TASK TO COMPLETE
Below are the records; copy out every line that holds the word "PointerQuery".

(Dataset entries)
--- START ---
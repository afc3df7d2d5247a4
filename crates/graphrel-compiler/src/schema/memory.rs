//! In-memory schema catalog.

use graphrel_core::{Graph, GraphItem, LinearizeError, normalize};
use indexmap::{IndexMap, IndexSet};

use super::{
    Concept, Direction, LinkDecl, PointerClass, PointerQuery, QualName, Schema, SchemaObject,
    Type, View,
};

/// Errors raised while building a [`MemorySchema`].
#[derive(Debug, thiserror::Error)]
pub enum SchemaError {
    #[error("`{name}` is defined more than once")]
    Duplicate { name: QualName },

    #[error("`{name}` referenced by `{referrer}` is not defined")]
    UnknownType { name: QualName, referrer: QualName },

    #[error("`{base}` is not a concept and cannot be a base of `{concept}`")]
    InvalidBase { base: QualName, concept: QualName },

    #[error("invalid concept hierarchy: {0}")]
    Hierarchy(#[from] LinearizeError),

    #[error("invalid schema declaration: {0}")]
    Declaration(#[from] serde_json::Error),
}

/// A catalog of schema objects with inheritance already composed.
#[derive(Clone, Debug)]
pub struct MemorySchema {
    objects: IndexMap<QualName, SchemaObject>,
    /// Own plus inherited pointers, per concept or link.
    pointers: IndexMap<QualName, Vec<PointerClass>>,
    /// Transitive bases, per concept.
    ancestors: IndexMap<QualName, IndexSet<QualName>>,
}

impl MemorySchema {
    pub fn builder() -> SchemaBuilder {
        SchemaBuilder::new()
    }

    pub fn objects(&self) -> impl Iterator<Item = &SchemaObject> {
        self.objects.values()
    }

    /// All pointers available on `source`, own declarations first.
    pub fn pointers(&self, source: &QualName) -> &[PointerClass] {
        self.pointers.get(source).map_or(&[], Vec::as_slice)
    }

    pub fn ancestors(&self, concept: &QualName) -> impl Iterator<Item = &QualName> {
        self.ancestors.get(concept).into_iter().flatten()
    }

    fn own_pointers(&self, source: &QualName) -> &[PointerClass] {
        match self.objects.get(source) {
            Some(SchemaObject::Concept(concept)) => &concept.pointers,
            Some(SchemaObject::Link(link)) => &link.properties,
            _ => &[],
        }
    }

    fn descendants<'a>(&'a self, parent: &'a QualName) -> impl Iterator<Item = &'a QualName> {
        self.ancestors
            .iter()
            .filter(move |(_, ancestors)| ancestors.contains(parent))
            .map(|(child, _)| child)
    }

    /// `endpoint` can hold values of `requested` type.
    fn accepts(&self, endpoint: &Type, requested: Option<&QualName>) -> bool {
        let Some(requested) = requested else {
            return true;
        };
        matches!(endpoint, Type::Class(name) if self.is_subclass(requested, name))
    }

    fn resolve_outbound(&self, source: &QualName, query: &PointerQuery<'_>) -> Option<PointerClass> {
        let candidates = if query.include_inherited {
            self.pointers(source)
        } else {
            self.own_pointers(source)
        };
        let matches =
            |p: &&PointerClass| query.matches_name(&p.name) && self.accepts(&p.target, query.far_endpoint);

        if let Some(found) = candidates.iter().find(matches) {
            return Some(found.clone());
        }
        if !query.look_in_children {
            return None;
        }
        self.descendants(source)
            .find_map(|child| self.own_pointers(child).iter().find(matches))
            .cloned()
    }

    fn resolve_inbound(&self, target: &QualName, query: &PointerQuery<'_>) -> Option<PointerClass> {
        let reaches = |pointer_target: &QualName| {
            let direct = if query.include_inherited {
                self.is_subclass(target, pointer_target)
            } else {
                target == pointer_target
            };
            direct || (query.look_in_children && self.is_subclass(pointer_target, target))
        };

        self.objects
            .values()
            .filter_map(|object| match object {
                SchemaObject::Concept(concept) => Some(concept.pointers.as_slice()),
                _ => None,
            })
            .flatten()
            .find(|p| {
                query.matches_name(&p.name)
                    && matches!(&p.target, Type::Class(name) if reaches(name))
                    && self.accepts(&p.source, query.far_endpoint)
            })
            .cloned()
    }
}

impl Schema for MemorySchema {
    fn resolve_name(&self, name: &str, module: Option<&str>) -> Option<QualName> {
        if let Some(qualified) = QualName::parse(name) {
            return self.objects.contains_key(&qualified).then_some(qualified);
        }
        module
            .into_iter()
            .chain(["std"])
            .map(|module| QualName::new(module, name))
            .find(|candidate| self.objects.contains_key(candidate))
    }

    fn get(&self, name: &QualName) -> Option<&SchemaObject> {
        self.objects.get(name)
    }

    fn resolve_pointer(&self, source: &QualName, query: &PointerQuery<'_>) -> Option<PointerClass> {
        let found = match query.direction {
            Direction::Outbound => self.resolve_outbound(source, query),
            Direction::Inbound => self.resolve_inbound(source, query),
        };
        tracing::trace!(
            %source,
            name = query.name,
            direction = %query.direction,
            found = found.is_some(),
            "resolve pointer"
        );
        found
    }

    fn is_subclass(&self, child: &QualName, parent: &QualName) -> bool {
        child == parent
            || self
                .ancestors
                .get(child)
                .is_some_and(|ancestors| ancestors.contains(parent))
    }
}

/// Builder for [`MemorySchema`].
///
/// Starts out with the `std` prelude (`str`, `int64`, `float64`, `bool`,
/// `Object`, `__class__`) and `schema::Atom`.
#[derive(Clone, Debug)]
pub struct SchemaBuilder {
    objects: IndexMap<QualName, SchemaObject>,
    duplicates: Vec<QualName>,
}

impl Default for SchemaBuilder {
    fn default() -> Self {
        Self::new()
    }
}

impl SchemaBuilder {
    pub fn new() -> Self {
        let mut builder = Self {
            objects: IndexMap::new(),
            duplicates: Vec::new(),
        };
        for atom in ["str", "int64", "float64", "bool"] {
            builder.insert(SchemaObject::Atom(QualName::new("std", atom)));
        }
        builder.insert(SchemaObject::Concept(Concept::new(QualName::new(
            "std", "Object",
        ))));
        builder.insert(SchemaObject::Concept(Concept::new(QualName::new(
            "schema", "Atom",
        ))));
        builder.insert(SchemaObject::Link(LinkDecl::new(QualName::new(
            "std",
            "__class__",
        ))));
        builder
    }

    pub fn concept(mut self, concept: Concept) -> Self {
        self.insert(SchemaObject::Concept(concept));
        self
    }

    pub fn atom(mut self, name: QualName) -> Self {
        self.insert(SchemaObject::Atom(name));
        self
    }

    pub fn link(mut self, link: LinkDecl) -> Self {
        self.insert(SchemaObject::Link(link));
        self
    }

    pub fn view(mut self, view: View) -> Self {
        self.insert(SchemaObject::View(view));
        self
    }

    fn insert(&mut self, object: SchemaObject) {
        let name = object.name().clone();
        if self.objects.insert(name.clone(), object).is_some() {
            self.duplicates.push(name);
        }
    }

    pub fn build(mut self) -> Result<MemorySchema, SchemaError> {
        if let Some(name) = self.duplicates.into_iter().next() {
            return Err(SchemaError::Duplicate { name });
        }

        // Concept pointers without a standalone declaration still need to be
        // addressable by qualified name.
        let implicit: Vec<QualName> = self
            .objects
            .values()
            .filter_map(|object| match object {
                SchemaObject::Concept(concept) => Some(&concept.pointers),
                _ => None,
            })
            .flatten()
            .map(|pointer| pointer.name.clone())
            .collect();
        for name in implicit {
            self.objects
                .entry(name.clone())
                .or_insert_with(|| SchemaObject::Link(LinkDecl::new(name)));
        }

        validate(&self.objects)?;

        let mut pointers: IndexMap<QualName, Vec<PointerClass>> = IndexMap::new();
        let mut ancestors: IndexMap<QualName, IndexSet<QualName>> = IndexMap::new();
        for composed in compose_concepts(&self.objects)? {
            pointers.insert(composed.name.clone(), composed.pointers.into_values().collect());
            ancestors.insert(composed.name, composed.ancestors);
        }
        for object in self.objects.values() {
            if let SchemaObject::Link(link) = object {
                pointers.insert(link.name.clone(), link.properties.clone());
            }
        }

        tracing::debug!(objects = self.objects.len(), "schema built");
        Ok(MemorySchema {
            objects: self.objects,
            pointers,
            ancestors,
        })
    }
}

fn validate(objects: &IndexMap<QualName, SchemaObject>) -> Result<(), SchemaError> {
    for object in objects.values() {
        let pointers = match object {
            SchemaObject::Concept(concept) => {
                for base in &concept.bases {
                    if let Some(other) = objects.get(base)
                        && !matches!(other, SchemaObject::Concept(_))
                    {
                        return Err(SchemaError::InvalidBase {
                            base: base.clone(),
                            concept: concept.name.clone(),
                        });
                    }
                }
                &concept.pointers
            }
            SchemaObject::Link(link) => &link.properties,
            SchemaObject::Atom(_) | SchemaObject::View(_) => continue,
        };
        for pointer in pointers {
            if let Type::Class(target) = &pointer.target
                && !objects.contains_key(target)
            {
                return Err(SchemaError::UnknownType {
                    name: target.clone(),
                    referrer: pointer.name.clone(),
                });
            }
        }
    }
    Ok(())
}

/// A concept with its bases folded in.
#[derive(Clone, Debug)]
struct ComposedConcept {
    name: QualName,
    pointers: IndexMap<QualName, PointerClass>,
    ancestors: IndexSet<QualName>,
}

fn compose_concepts(
    objects: &IndexMap<QualName, SchemaObject>,
) -> Result<Vec<ComposedConcept>, SchemaError> {
    let graph: Graph<ComposedConcept> = objects
        .values()
        .filter_map(|object| match object {
            SchemaObject::Concept(concept) => Some(concept),
            _ => None,
        })
        .map(|concept| {
            let composed = ComposedConcept {
                name: concept.name.clone(),
                pointers: concept
                    .pointers
                    .iter()
                    .map(|pointer| (pointer.name.clone(), pointer.clone()))
                    .collect(),
                ancestors: IndexSet::new(),
            };
            let item = GraphItem::new(composed).merge(concept.bases.iter().map(ToString::to_string));
            (concept.name.to_string(), item)
        })
        .collect();

    // Own declarations win over inherited ones with the same name.
    let composed = normalize(graph, |child, base| {
        child.ancestors.insert(base.name.clone());
        child.ancestors.extend(base.ancestors.iter().cloned());
        for (name, pointer) in &base.pointers {
            child
                .pointers
                .entry(name.clone())
                .or_insert_with(|| pointer.clone());
        }
    })?;
    Ok(composed)
}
--- END ---
ANSWER SECTION
    Concept, Direction, LinkDecl, PointerClass, PointerQuery, QualName, Schema, SchemaObject,
    fn resolve_outbound(&self, source: &QualName, query: &PointerQuery<'_>) -> Option<PointerClass> {
    fn resolve_inbound(&self, target: &QualName, query: &PointerQuery<'_>) -> Option<PointerClass> {
    fn resolve_pointer(&self, source: &QualName, query: &PointerQuery<'_>) -> Option<PointerClass> {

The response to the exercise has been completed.